Is Hip PAO Surgery a Bad Idea?

POSTED ON IN Hip BY Christopher Centeno

I have my list of surgeries that when I first learned of them, my reaction was, "They did what to you!?" Hip PAO surgery has been on that list for years. Why? Its goal is to replace the need for a hip replacement, but it's far more invasive than the surgery it seeks to prevent. Let me explain by way of following up on Hip PAO patient I blogged about years ago.

What Is Hip PAO Surgery?

To understand hip PAO surgery, you need to understand the structure of the hip joint. This joint is made up of a ball, which is the head of the long bone in the upper leg called the femur, and a shallow socket in the pelvic bone called the acetabulum. Periacetabular osteostomy (PAO) is a surgery in which the acetabulum is repositioned by cutting the bone around it and rotating the socket downward to try to get better coverage for the ball of the joint. The surgery is typically done in younger patients who have a small hip socket, and the idea is that it is supposed to prevent the need for an early hip replacement.

However, hip PAO surgery is incredibly invasive all on its own and can have serious complications as well.

A 33-Year-Old Professional Athlete Follows PAO Surgery with Hip Replacement!

In 2012, I was asked to see a 33-year-old professional athlete who had received hip PAO surgery. He had been having a difficult time with his recovery and was in a lot of pain. Why? His pelvic bone was not healing following the surgery, leaving him with no physical connection between his leg and the rest of his body. Think about that for a minute, as I'll repeat that point, this patient had no real structural connection between his leg and his pelvis!

In my video above, you will see a moving X-ray of this patient's pelvis and the fractured bone created during his PAO surgery to reposition the acetabulum (hip socket). In the video, I've indicated the fracture line and the area of the pelvis that should not move; however, as you will see, the area does experience subtle movement (slight giving and collapsing). This pelvic bone, especially so many years after surgery (six years) should not be moving at all. This sloppy structural bone connection is likely the source of his pain.

Despite the fact that hip PAO surgery is pushed as a better alternative to surgery, this patient still ended up having bilateral hip replacements, and with a pelvis that is now only partially connected, thanks to his Hip PAO surgery complications, he is still in significant pain.

Hip PAO Surgery Complications: High Percentage of Hips Still Replaced Despite PAO Surgery

You might think this patient's case of needing hip replacements anyway must be a rare and isolated outcome; however, it is actually the norm rather than the exception as a study published in Clinical Orthopaedics and Related Research last year found.

The study investigated the outcomes of 75 hips that had undergone PAO surgery and found that only 29% were spared conversion to hip replacement surgery or advancement to arthritis within the 30-year follow-up period. In other words, a staggering greater than 70+% of hips receiving PAO surgery still needed to be replaced or had arthritis that got worse.

The Opposite Results

While the above paper showed very poor results for the procedure, this study out of the University of Washington showed the opposite. The UW study showed that instead of only 29% of hips not progressing, 92% of hips didn't advance to replacement or severe arthritis.

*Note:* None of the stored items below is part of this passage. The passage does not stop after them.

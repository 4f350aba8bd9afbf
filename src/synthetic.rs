// SPDX-License-Identifier: Apache-2.0
// Copyright (c) 2025 Au-Zone Technologies. All Rights Reserved.

//! Synthetic packet construction for tests and benchmarks.
//!
//! # Example
//!
//! ```
//! use edgefirst_velodyne::{packet::is_lidar_packet, synthetic::PacketBuilder};
//!
//! let packet = PacketBuilder::new()
//!     .sweep(0, 20)
//!     .fill(500, 100)
//!     .raw_time(1_000)
//!     .build();
//! assert!(is_lidar_packet(&packet));
//! ```

use crate::{
    lidar::ReturnMode,
    packet::{
        BlockId, FIRING_BLOCK_SIZE, FIRINGS_PER_PACKET, LASER_RETURN_SIZE, LASERS_PER_FIRING,
        PACKET_SIZE,
    },
};

/// Builder for valid 1206-byte data packets.
#[derive(Clone, Debug)]
pub struct PacketBuilder {
    data: Vec<u8>,
}

impl PacketBuilder {
    /// Upper blocks at azimuth 0, zero returns, strongest return, HDL-32E.
    pub fn new() -> Self {
        let mut builder = Self {
            data: vec![0u8; PACKET_SIZE],
        };
        for block in 0..FIRINGS_PER_PACKET {
            builder = builder.block_id(block, BlockId::Upper);
        }
        builder.return_mode(ReturnMode::Strongest).model_byte(0x21)
    }

    pub fn block_id(mut self, block: usize, id: BlockId) -> Self {
        let start = block * FIRING_BLOCK_SIZE;
        self.data[start..start + 2].copy_from_slice(&(id as u16).to_le_bytes());
        self
    }

    /// Alternate upper and lower half-blocks.
    pub fn hdl64(mut self) -> Self {
        for block in 0..FIRINGS_PER_PACKET {
            let id = if block % 2 == 0 {
                BlockId::Upper
            } else {
                BlockId::Lower
            };
            self = self.block_id(block, id);
        }
        self
    }

    pub fn azimuth(mut self, block: usize, azimuth: u16) -> Self {
        let start = block * FIRING_BLOCK_SIZE + 2;
        self.data[start..start + 2].copy_from_slice(&azimuth.to_le_bytes());
        self
    }

    /// Azimuths `start, start + step, ...` wrapped at 36000.
    pub fn sweep(mut self, start: u16, step: u16) -> Self {
        for block in 0..FIRINGS_PER_PACKET {
            let azimuth = (start as u32 + block as u32 * step as u32) % 36_000;
            self = self.azimuth(block, azimuth as u16);
        }
        self
    }

    pub fn laser(mut self, block: usize, slot: usize, distance: u16, intensity: u8) -> Self {
        let start = block * FIRING_BLOCK_SIZE + 4 + slot * LASER_RETURN_SIZE;
        self.data[start..start + 2].copy_from_slice(&distance.to_le_bytes());
        self.data[start + 2] = intensity;
        self
    }

    /// Same return on every slot of every block.
    pub fn fill(mut self, distance: u16, intensity: u8) -> Self {
        for block in 0..FIRINGS_PER_PACKET {
            for slot in 0..LASERS_PER_FIRING {
                self = self.laser(block, slot, distance, intensity);
            }
        }
        self
    }

    pub fn raw_time(mut self, time: u32) -> Self {
        let start = FIRINGS_PER_PACKET * FIRING_BLOCK_SIZE;
        self.data[start..start + 4].copy_from_slice(&time.to_le_bytes());
        self
    }

    pub fn factory_field1(mut self, value: u8) -> Self {
        self.data[PACKET_SIZE - 2] = value;
        self
    }

    pub fn return_mode(self, mode: ReturnMode) -> Self {
        self.factory_field1(mode as u8)
    }

    pub fn model_byte(mut self, value: u8) -> Self {
        self.data[PACKET_SIZE - 1] = value;
        self
    }

    pub fn build(self) -> Vec<u8> {
        self.data
    }
}

impl Default for PacketBuilder {
    fn default() -> Self {
        Self::new()
    }
}
use std::convert::Infallible;

use axum::{Router, extract::State, response::sse::Sse, routing::get};
use futures::Stream;
use tracing::info;

use crate::{services::sse_service, state::SharedState};

#[utoipa::path(
    get,
    path = "/sse/public",
    tag = "sse",
    responses((status = 200, description = "Spectator SSE stream", content_type = "text/event-stream", body = String))
)]
/// Stream every player-visible notification to scoreboard screens.
pub async fn public_stream(
    State(state): State<SharedState>,
) -> Sse<impl Stream<Item = Result<axum::response::sse::Event, Infallible>>> {
    let receiver = sse_service::subscribe_public(&state);
    info!("New spectator SSE connection");
    sse_service::to_sse_stream(receiver)
}

/// Configure the SSE endpoints.
pub fn router() -> Router<SharedState> {
    Router::<SharedState>::new().route("/sse/public", get(public_stream))
}
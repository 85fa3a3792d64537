use super::error::{CouchDaoError, CouchResult};

/// Runtime configuration describing how to connect to CouchDB.
#[derive(Debug, Clone)]
pub struct CouchConfig {
    pub base_url: String,
    pub database: String,
    pub username: Option<String>,
    pub password: Option<String>,
}

impl CouchConfig {
    /// Construct a configuration from explicit base URL and database name.
    pub fn new(base_url: impl Into<String>, database: impl Into<String>) -> Self {
        Self {
            base_url: base_url.into(),
            database: database.into(),
            username: None,
            password: None,
        }
    }

    /// Attach basic-auth credentials to the configuration.
    pub fn with_credentials(
        mut self,
        username: impl Into<String>,
        password: impl Into<String>,
    ) -> Self {
        self.username = Some(username.into());
        self.password = Some(password.into());
        self
    }

    /// Whether the environment asks for a CouchDB-backed question bank.
    pub fn requested() -> bool {
        std::env::var_os("COUCH_BASE_URL").is_some_and(|value| !value.is_empty())
    }

    /// Build a configuration by reading the expected environment variables.
    pub fn from_env() -> CouchResult<Self> {
        let base_url =
            std::env::var("COUCH_BASE_URL").map_err(|_| CouchDaoError::MissingEnvVar {
                var: "COUCH_BASE_URL",
            })?;
        let database = std::env::var("COUCH_DB").unwrap_or_else(|_| "live_quiz".into());

        let mut config = Self::new(base_url, database);

        if let (Some(username), Some(password)) = (
            std::env::var("COUCH_USERNAME").ok(),
            std::env::var("COUCH_PASSWORD").ok(),
        ) {
            config = config.with_credentials(username, password);
        }

        Ok(config)
    }
}
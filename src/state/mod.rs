pub mod game;
pub mod registry;
pub mod scoring;
pub mod session;
mod sse;
pub mod state_machine;
pub mod timer;

use std::sync::Arc;

use axum::extract::ws::Message;
use dashmap::DashMap;
use tokio::sync::{Mutex, mpsc};

use crate::{
    config::AppConfig,
    dao::question_store::{QuestionSource, SessionSink},
    state::{game::ConnectionId, session::GameSession},
};

pub use self::sse::SseHub;

pub type SharedState = Arc<AppState>;

/// Connection class, fixed by the endpoint the socket was opened on.
#[derive(Debug, Clone, Copy, PartialEq, Eq)]
pub enum ConnectionRole {
    Player,
    Admin,
}

#[derive(Clone)]
/// Handle used to push messages to a connected client.
pub struct ClientConnection {
    pub id: ConnectionId,
    pub role: ConnectionRole,
    pub tx: mpsc::UnboundedSender<Message>,
}

/// Central application state: the live session, open sockets and collaborators.
pub struct AppState {
    config: AppConfig,
    session: Mutex<GameSession>,
    connections: DashMap<ConnectionId, ClientConnection>,
    questions: Arc<dyn QuestionSource>,
    sink: Option<Arc<dyn SessionSink>>,
    spectators: SseHub,
}

impl AppState {
    /// Construct a new [`AppState`] wrapped in an [`Arc`] so it can be cloned cheaply.
    pub fn new(
        config: AppConfig,
        questions: Arc<dyn QuestionSource>,
        sink: Option<Arc<dyn SessionSink>>,
    ) -> SharedState {
        Arc::new(Self {
            session: Mutex::new(GameSession::new(config.default_time_limit_secs())),
            connections: DashMap::new(),
            spectators: SseHub::new(config.spectator_capacity()),
            questions,
            sink,
            config,
        })
    }

    pub fn config(&self) -> &AppConfig {
        &self.config
    }

    /// The one game session of this process. All transitions run under this lock.
    pub fn session(&self) -> &Mutex<GameSession> {
        &self.session
    }

    /// Registry of open WebSocket connections keyed by their identifier.
    pub fn connections(&self) -> &DashMap<ConnectionId, ClientConnection> {
        &self.connections
    }

    pub fn questions(&self) -> Arc<dyn QuestionSource> {
        self.questions.clone()
    }

    /// Sink receiving finished-session summaries, when persistence is configured.
    pub fn sink(&self) -> Option<Arc<dyn SessionSink>> {
        self.sink.clone()
    }

    /// Broadcast hub feeding the spectator SSE stream.
    pub fn spectators(&self) -> &SseHub {
        &self.spectators
    }
}
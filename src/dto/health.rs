use serde::Serialize;
use utoipa::ToSchema;

/// Health payload returned by the `/healthcheck` route.
#[derive(Debug, Serialize, ToSchema)]
pub struct HealthResponse {
    /// "ok" when the question source answers, "degraded" otherwise.
    pub status: String,
    /// Whether a game is currently running.
    pub game_active: bool,
    /// Number of open WebSocket connections (players and admins).
    pub connections: usize,
    /// Number of open spectator SSE streams.
    pub spectators: usize,
}

impl HealthResponse {
    /// Build a response from the probe outcome and live counters.
    pub fn new(
        source_healthy: bool,
        game_active: bool,
        connections: usize,
        spectators: usize,
    ) -> Self {
        let status = if source_healthy { "ok" } else { "degraded" };
        Self {
            status: status.to_string(),
            game_active,
            connections,
            spectators,
        }
    }
}
/// Database model definitions.
pub mod models;
/// Question bank lookups and finished-session persistence.
pub mod question_store;
/// Storage abstraction layer for database operations.
pub mod storage;
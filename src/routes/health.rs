use axum::{Json, Router, extract::State, routing::get};

use crate::{dto::health::HealthResponse, services::health_service, state::SharedState};

#[utoipa::path(
    get,
    path = "/healthcheck",
    tag = "health",
    responses((status = 200, description = "Service status", body = HealthResponse))
)]
/// Return the current health status of the backend and probe the question source.
pub async fn healthcheck(State(state): State<SharedState>) -> Json<HealthResponse> {
    let status = health_service::health_status(&state).await;
    Json(status)
}

/// Configure the health routes subtree.
pub fn router() -> Router<SharedState> {
    Router::<SharedState>::new().route("/healthcheck", get(healthcheck))
}
//! Latency-decayed scoring of a closed round.
//!
//! Correct answers given within the first second earn the full 1000 points;
//! later correct answers decay linearly down to a floor of 250 points at the
//! end of the countdown. Wrong answers earn nothing.

use std::time::Instant;

use crate::state::game::{AnswerSubmission, Choice, ConnectionId, QuestionId};

/// Points for an instant correct answer.
pub const MAX_POINTS: u32 = 1000;
/// Points for a correct answer given at (or after) the end of the countdown.
pub const MIN_POINTS: u32 = MAX_POINTS / 4;
/// Answers at or under this latency earn [`MAX_POINTS`].
pub const INSTANT_RESPONSE_THRESHOLD_MS: u64 = 1000;

/// Scored outcome of a single submission.
#[derive(Debug, Clone, PartialEq, Eq)]
pub struct PlayerOutcome {
    pub player_id: ConnectionId,
    pub player_name: String,
    pub choice: Choice,
    pub is_correct: bool,
    pub response_time_ms: u64,
    pub points_earned: u32,
}

/// Aggregated outcome of a round.
#[derive(Debug, Clone, PartialEq, Eq)]
pub struct RoundResult {
    pub question_id: QuestionId,
    pub correct_answer: Choice,
    /// One entry per submission, in submission order.
    pub per_player: Vec<PlayerOutcome>,
    pub correct_count: usize,
    pub total_answered: usize,
}

/// Points earned by a correct answer given `response_time_ms` after the round opened.
pub fn points_for_correct(response_time_ms: u64, time_limit_secs: u32) -> u32 {
    if response_time_ms <= INSTANT_RESPONSE_THRESHOLD_MS {
        return MAX_POINTS;
    }

    let time_limit_ms = u64::from(time_limit_secs) * 1000;
    let window = time_limit_ms.saturating_sub(INSTANT_RESPONSE_THRESHOLD_MS);
    let ratio = if window == 0 {
        0.0
    } else {
        let remaining = time_limit_ms.saturating_sub(response_time_ms);
        (remaining as f64 / window as f64).clamp(0.0, 1.0)
    };

    let span = f64::from(MAX_POINTS - MIN_POINTS);
    let points = (f64::from(MIN_POINTS) + span * ratio).round() as u32;
    points.max(MIN_POINTS)
}

/// Score every submission of a round. Pure: applying the points is up to the caller.
pub fn score<'a, I>(
    question_id: QuestionId,
    submissions: I,
    correct_answer: Choice,
    round_start: Instant,
    time_limit_secs: u32,
) -> RoundResult
where
    I: IntoIterator<Item = &'a AnswerSubmission>,
{
    let per_player: Vec<PlayerOutcome> = submissions
        .into_iter()
        .map(|submission| {
            let is_correct = submission.choice == correct_answer;
            let response_time_ms = response_time_ms(round_start, submission.submitted_at);
            let points_earned = if is_correct {
                points_for_correct(response_time_ms, time_limit_secs)
            } else {
                0
            };
            PlayerOutcome {
                player_id: submission.player_id,
                player_name: submission.player_name.clone(),
                choice: submission.choice,
                is_correct,
                response_time_ms,
                points_earned,
            }
        })
        .collect();

    let correct_count = per_player.iter().filter(|outcome| outcome.is_correct).count();
    let total_answered = per_player.len();

    RoundResult {
        question_id,
        correct_answer,
        per_player,
        correct_count,
        total_answered,
    }
}

/// Milliseconds between the round opening and a submission, saturating at zero.
pub fn response_time_ms(round_start: Instant, submitted_at: Instant) -> u64 {
    let elapsed = submitted_at.saturating_duration_since(round_start);
    u64::try_from(elapsed.as_millis()).unwrap_or(u64::MAX)
}

#[cfg(test)]
mod tests {
    use std::time::Duration;

    use uuid::Uuid;

    use super::*;

    fn submission(name: &str, choice: Choice, start: Instant, after_ms: u64) -> AnswerSubmission {
        AnswerSubmission {
            player_id: Uuid::new_v4(),
            player_name: name.into(),
            question_id: 1,
            choice,
            submitted_at: start + Duration::from_millis(after_ms),
        }
    }

    #[test]
    fn instant_answers_get_full_points() {
        assert_eq!(points_for_correct(0, 30), 1000);
        assert_eq!(points_for_correct(500, 30), 1000);
        assert_eq!(points_for_correct(1000, 30), 1000);
    }

    #[test]
    fn answer_at_deadline_gets_floor() {
        assert_eq!(points_for_correct(30_000, 30), 250);
    }

    #[test]
    fn late_answers_are_clamped_to_floor() {
        assert_eq!(points_for_correct(45_000, 30), 250);
    }

    #[test]
    fn points_decay_linearly_between_threshold_and_deadline() {
        // Halfway through the decay window of a 21 s round: 11 s elapsed, 10 s remaining.
        assert_eq!(points_for_correct(11_000, 21), 625);
        let early = points_for_correct(2_000, 30);
        let late = points_for_correct(20_000, 30);
        assert!(early > late);
        assert!(early < 1000 && late > 250);
    }

    #[test]
    fn one_second_limit_does_not_divide_by_zero() {
        assert_eq!(points_for_correct(1_500, 1), 250);
    }

    #[test]
    fn incorrect_answers_earn_nothing_regardless_of_timing() {
        let start = Instant::now();
        let subs = [submission("Bob", Choice::A, start, 0)];
        let result = score(1, &subs, Choice::C, start, 30);
        assert_eq!(result.per_player[0].points_earned, 0);
        assert!(!result.per_player[0].is_correct);
        assert_eq!(result.correct_count, 0);
        assert_eq!(result.total_answered, 1);
    }

    #[test]
    fn mixed_round_counts_correct_and_total() {
        let start = Instant::now();
        let subs = [
            submission("Alice", Choice::C, start, 200),
            submission("Bob", Choice::B, start, 300),
        ];
        let result = score(42, &subs, Choice::C, start, 30);

        assert_eq!(result.question_id, 42);
        assert_eq!(result.correct_count, 1);
        assert_eq!(result.total_answered, 2);
        assert_eq!(result.per_player[0].player_name, "Alice");
        assert_eq!(result.per_player[0].points_earned, 1000);
        assert_eq!(result.per_player[0].response_time_ms, 200);
        assert_eq!(result.per_player[1].points_earned, 0);
    }

    #[test]
    fn submission_before_round_start_counts_as_instant() {
        let start = Instant::now() + Duration::from_secs(1);
        assert_eq!(response_time_ms(start, Instant::now()), 0);
    }
}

So how can we reconcile these results? One showing a procedure that likely should never be offered and the other showing almost miraculous results? Without any higher level studies being published, there isn't any way to do that. Meaning, nobody has a clue whether doing nothing is just as good, better, or worse than hip PAO surgery. However, the informed consent process for this procedure surely needs to make sure that patients understand that there is conflicting evidence over whether this surgery works.

The Risk Matrix

This raises a very important question. If PAO surgery is more invasive than the surgery it seeks to replace (hip replacement) and only works less than one in three times, why bother with PAO surgery? If the results are miraculous with few side effects, then maybe the added risk of chopping off and reattaching the pelvis is worth it?

The upshot? Every patient needs to make his or her own decision. I do not send patients for this procedure given the severe complications I've been asked to treat. Based on the research on Hip PAO surgery results, as you can see, it's either not very effective or magic. Either way, it's also far more invasive than a hip replacement surgery, so if you end up needing that procedure, it will be less invasive than the PAO procedure.